Let’s say your neighbor has $100,000 invested in stocks and bonds, and he spends the earnings each month, keeping the principal intact. Meanwhile, you have saved very little. Do you think your neighbor is wealthier than you are? Not for long.
If you can set aside just $5 a day to invest at a 9% return, in 20 years you’ll have $100,000 just like your neighbor. Continue saving, and in 35 years you’ll have amassed $440,000. And if you save $5 a day from age 22 until retirement at 65, you’ll have a cool million dollars, but your neighbor will have just the same $100,000.
Five dollars isn’t much, but invested over time it can build a very comfortable retirement.
Are U.S. Savings Bonds Your Best Investment?
U.S. Savings bonds are as American as Fourth of July and Apple Pie. But despite their wholesome image, they may not be as good for you as other investments.
Years ago, EE bonds were king. Backed by the U.S., they paid more than you could earn at the bank, they were exempt from state income taxes, and the interest wasn’t taxed until you actually cashed the bond.
When it comes to competitive rates of return, savings bonds aren’t what they used to be. As savings bond interest rates drop, savings bonds become less attractive as long-term investments.
Over the past 20 years savings bonds grew at an average annual rate of 7.7%, while the S&P 500 stocks returned 14.5%. After taxes, your savings bond growth would barely have kept up with inflation, which averaged 5.3%. And don’t expect U.S. Savings bonds to earn anywhere close to that amount in the future: the rate dropped to a minimum rate of 4% in 1996. If you hold them for five years, you may earn somewhat more than that.

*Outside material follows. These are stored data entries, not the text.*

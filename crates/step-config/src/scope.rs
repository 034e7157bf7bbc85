//! Scope filter
//!
//! A layer may supply a parameter only if the layer's scope tag is one of
//! the parameter's visibility scopes. Values from other layers are ignored
//! for that parameter, silently.

use step_meta::ParameterSpec;

use crate::layer::LayerKind;

/// Whether a layer of `kind` may supply a value for `spec`.
///
/// Layers without a scope tag (defaults, environment) always may.
pub fn permits(spec: &ParameterSpec, kind: LayerKind) -> bool {
    match kind.scope() {
        Some(scope) => spec.is_visible_in(scope),
        None => true,
    }
}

If you buy savings bonds, it’s important to understand how they work so you can determine the best time to redeem them. Bonds bought on or after May 1, 1995, will earn at the market rate set on May 1, until a new rate is set on November 1 of each year. And your bond will cease to earn interest when it reaches final maturity in 30 years. Interest is credited every six months to these newer bonds, so you won’t get interest for the period you hold it beyond those dates.
If your savings bond interest is credited on May 1 and November 1 each year, you will lose up to six months interest if you cash the bond before those dates. Be sure to examine your bond carefully before you redeem it to receive the maximum amount of interest.